● Problem description
Starting with the line containing "pub struct StyleArgs" and going on through the line containing "pub fn move_block(args: MoveArgs, cwd: &str)", return the lines of the data below exactly, and only those.
[Records provided Boundary: Start]
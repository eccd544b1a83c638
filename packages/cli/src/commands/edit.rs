use super::{display_path, DocumentArg, OpenDocument};
use anyhow::Result;
use clap::Args;
use colored::Colorize;
use mailcraft_editor::{Container, Destination, Mutation, Placement};
use mailcraft_model::{BlockId, BlockKind, ColumnId};

/// Where a block lands: top level or a column, after a block or at the end
#[derive(Debug, Args)]
pub struct DestinationArgs {
    /// Column to place the block in (top level when omitted)
    #[arg(long)]
    pub column: Option<String>,

    /// Place after this block (end of the container when omitted)
    #[arg(long)]
    pub after: Option<String>,
}

impl DestinationArgs {
    pub fn destination(&self) -> Destination {
        let container = match &self.column {
            Some(id) => Container::Column(ColumnId::new(id.as_str())),
            None => Container::Canvas,
        };
        let placement = match &self.after {
            Some(id) => Placement::After(BlockId::new(id.as_str())),
            None => Placement::Append,
        };
        Destination::new(container, placement)
    }
}

#[derive(Debug, Args)]
pub struct AddArgs {
    /// Block kind (hero, text, image, button, divider, spacer, columns, gallery, social, footer)
    pub kind: BlockKind,

    #[command(flatten)]
    pub destination: DestinationArgs,

    #[command(flatten)]
    pub target: DocumentArg,
}

#[derive(Debug, Args)]
pub struct MoveArgs {
    /// Block to move
    pub id: String,

    #[command(flatten)]
    pub destination: DestinationArgs,

    #[command(flatten)]
    pub target: DocumentArg,
}

#[derive(Debug, Args)]
pub struct BlockArgs {
    /// Block id
    pub id: String,

    #[command(flatten)]
    pub target: DocumentArg,
}

#[derive(Debug, Args)]
pub struct StyleArgs {
    /// Block id
    pub id: String,

    /// Style property, e.g. backgroundColor
    pub property: String,

    /// New value; the override is removed when omitted
    pub value: Option<String>,

    #[command(flatten)]
    pub target: DocumentArg,
}

pub fn add(args: AddArgs, cwd: &str) -> Result<()> {
    let mut doc = args.target.open(cwd)?;

    let created = commit(
        &mut doc,
        Mutation::InsertBlock {
            kind: args.kind,
            destination: args.destination.destination(),
        },
    )?;

    if let Some(id) = created {
        println!(
            "{} Added {} {}",
            "✓".green(),
            args.kind.as_ref().cyan(),
            id.as_str().bright_white()
        );
    }
    saved(&doc, cwd);
    Ok(())
}

pub fn move_block(args: MoveArgs, cwd: &str) -> Result<()> {
    let mut doc = args.target.open(cwd)?;
    let destination = args.destination.destination();

    commit(
        &mut doc,
        Mutation::MoveBlock {
            block_id: BlockId::new(args.id.as_str()),
            destination: destination.clone(),
        },
    )?;

    println!("{} Moved {} to {}", "✓".green(), args.id.bright_white(), destination);
    saved(&doc, cwd);
    Ok(())
}

pub fn remove(args: BlockArgs, cwd: &str) -> Result<()> {
    let mut doc = args.target.open(cwd)?;

    commit(
        &mut doc,
        Mutation::RemoveBlock {
            block_id: BlockId::new(args.id.as_str()),
        },
    )?;

    println!("{} Removed {}", "✓".green(), args.id.bright_white());
    saved(&doc, cwd);
    Ok(())
}

pub fn duplicate(args: BlockArgs, cwd: &str) -> Result<()> {
    let mut doc = args.target.open(cwd)?;

    let created = commit(
        &mut doc,
        Mutation::DuplicateBlock {
            block_id: BlockId::new(args.id.as_str()),
        },
    )?;

    if let Some(id) = created {
        println!("{} Duplicated {} as {}", "✓".green(), args.id, id.as_str().bright_white());
    }
    saved(&doc, cwd);
    Ok(())
}

pub fn style(args: StyleArgs, cwd: &str) -> Result<()> {
    let mut doc = args.target.open(cwd)?;
    let block_id = BlockId::new(args.id.as_str());

    let mutation = match &args.value {
        Some(value) => Mutation::SetStyle {
            block_id,
            property: args.property.clone(),
            value: value.clone(),
        },
        None => Mutation::RemoveStyle {
            block_id,
            property: args.property.clone(),
        },
    };
    commit(&mut doc, mutation)?;

    match args.value {
        Some(value) => println!("{} {}.{} = {}", "✓".green(), args.id, args.property, value),
        None => println!("{} Cleared {}.{}", "✓".green(), args.id, args.property),
    }
    saved(&doc, cwd);
    Ok(())
}

/// Apply one mutation and write the document back
fn commit(doc: &mut OpenDocument, mutation: Mutation) -> Result<Option<BlockId>> {
    let created = doc.session.apply(mutation)?;
    doc.session.save_now()?;
    Ok(created)
}

fn saved(doc: &OpenDocument, cwd: &str) {
    println!("  {} {}", "Saved".dimmed(), display_path(&doc.path, cwd).dimmed());
}

#[cfg(test)]
mod tests {
    use super::*;
    use crate::config::Config;
    use mailcraft_editor::{JsonFileStore, SavedDocument};
    use mailcraft_model::{Block, BlockContent, Column};

    /// Project with `[t1, row(left: [], right: [b1])]` and sequential ids
    fn project() -> tempfile::TempDir {
        let dir = tempfile::tempdir().unwrap();
        let cwd = dir.path().to_str().unwrap();

        Config {
            id_prefix: Some("n".to_string()),
            ..Config::default()
        }
        .save(cwd)
        .unwrap();

        let doc = SavedDocument {
            blocks: vec![
                Block::new("t1", BlockContent::Text { content: "Hi".to_string() }),
                Block::new(
                    "row",
                    BlockContent::Columns {
                        columns: vec![
                            Column::new("left", "50%"),
                            Column::new("right", "50%").with_blocks(vec![Block::new(
                                "b1",
                                BlockContent::Button {
                                    label: "Go".to_string(),
                                    url: "https://example.com".to_string(),
                                },
                            )]),
                        ],
                    },
                ),
            ],
            global_style: Default::default(),
        };
        JsonFileStore::new(dir.path().join("newsletter.json")).write(&doc).unwrap();

        dir
    }

    fn load(dir: &tempfile::TempDir) -> SavedDocument {
        JsonFileStore::new(dir.path().join("newsletter.json")).load().unwrap()
    }

    fn target() -> DocumentArg {
        DocumentArg { document: None }
    }

    #[test]
    fn test_add_into_column() {
        let dir = project();
        let args = AddArgs {
            kind: BlockKind::Image,
            destination: DestinationArgs {
                column: Some("left".to_string()),
                after: None,
            },
            target: target(),
        };

        add(args, dir.path().to_str().unwrap()).unwrap();

        let doc = load(&dir);
        let left = &doc.blocks[1].columns().unwrap()[0];
        assert_eq!(left.blocks.len(), 1);
        assert_eq!(left.blocks[0].id, "n-1");
        assert_eq!(left.blocks[0].kind(), BlockKind::Image);
    }

    #[test]
    fn test_move_promotes_nested_block() {
        let dir = project();
        let args = MoveArgs {
            id: "b1".to_string(),
            destination: DestinationArgs {
                column: None,
                after: Some("t1".to_string()),
            },
            target: target(),
        };

        move_block(args, dir.path().to_str().unwrap()).unwrap();

        let doc = load(&dir);
        let ids: Vec<_> = doc.blocks.iter().map(|b| b.id.as_str()).collect();
        assert_eq!(ids, vec!["t1", "b1", "row"]);
        assert!(doc.blocks[2].columns().unwrap()[1].blocks.is_empty());
    }

    #[test]
    fn test_rejected_edit_leaves_file_alone() {
        let dir = project();
        let before = load(&dir);
        let args = AddArgs {
            kind: BlockKind::Columns,
            destination: DestinationArgs {
                column: Some("left".to_string()),
                after: None,
            },
            target: target(),
        };

        assert!(add(args, dir.path().to_str().unwrap()).is_err());
        assert_eq!(load(&dir), before);
    }

    #[test]
    fn test_style_set_and_clear() {
        let dir = project();
        let cwd = dir.path().to_str().unwrap();
        let style_args = |value: Option<&str>| StyleArgs {
            id: "t1".to_string(),
            property: "color".to_string(),
            value: value.map(str::to_string),
            target: target(),
        };

        style(style_args(Some("#ff0000")), cwd).unwrap();
        assert_eq!(load(&dir).blocks[0].style.as_ref().unwrap()["color"], "#ff0000");

        style(style_args(None), cwd).unwrap();
        assert!(load(&dir).blocks[0].style.is_none());
    }

    #[test]
    fn test_remove_and_duplicate() {
        let dir = project();
        let cwd = dir.path().to_str().unwrap();

        duplicate(BlockArgs { id: "t1".to_string(), target: target() }, cwd).unwrap();
        remove(BlockArgs { id: "row".to_string(), target: target() }, cwd).unwrap();

        let doc = load(&dir);
        let ids: Vec<_> = doc.blocks.iter().map(|b| b.id.as_str()).collect();
        assert_eq!(ids, vec!["t1", "n-1"]);
    }
}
[Records provided Boundary: End]
● Answer
pub struct StyleArgs {
    /// Block id
    pub id: String,

    /// Style property, e.g. backgroundColor
    pub property: String,

    /// New value; the override is removed when omitted
    pub value: Option<String>,

    #[command(flatten)]
    pub target: DocumentArg,
}

pub fn add(args: AddArgs, cwd: &str) -> Result<()> {
    let mut doc = args.target.open(cwd)?;

    let created = commit(
        &mut doc,
        Mutation::InsertBlock {
            kind: args.kind,
            destination: args.destination.destination(),
        },
    )?;

    if let Some(id) = created {
        println!(
            "{} Added {} {}",
            "✓".green(),
            args.kind.as_ref().cyan(),
            id.as_str().bright_white()
        );
    }
    saved(&doc, cwd);
    Ok(())
}

pub fn move_block(args: MoveArgs, cwd: &str) -> Result<()> {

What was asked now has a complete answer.